### Work request
When you write out the entries, keep every line exactly as it appears.

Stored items
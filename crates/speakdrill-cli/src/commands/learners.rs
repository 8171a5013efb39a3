//! The `speakdrill learners` command.

use std::path::PathBuf;

use anyhow::Result;

use speakdrill_core::traits::HistoryStore;

pub async fn execute(history: Option<PathBuf>, config_path: Option<PathBuf>) -> Result<()> {
    let config = super::load_config(config_path.as_deref())?;
    let store = super::open_store(&config, history);

    let learners = store.learners().await?;
    if learners.is_empty() {
        println!("No learners in {}.", store.path().display());
    }
    for name in learners {
        println!("{name}");
    }
    Ok(())
}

### Answer box
filename crates/speakdrill-cli/src/commands/learners.rs
repository 8171a5013efb39a3
//! The `speakdrill learners` command.

use std::path::PathBuf;

use anyhow::Result;

use speakdrill_core::traits::HistoryStore;

pub async fn execute(history: Option<PathBuf>, config_path: Option<PathBuf>) -> Result<()> {
    let config = super::load_config(config_path.as_deref())?;
    let store = super::open_store(&config, history);

    let learners = store.learners().await?;
    if learners.is_empty() {
        println!("No learners in {}.", store.path().display());
    }
    for name in learners {
        println!("{name}");
    }
    Ok(())
}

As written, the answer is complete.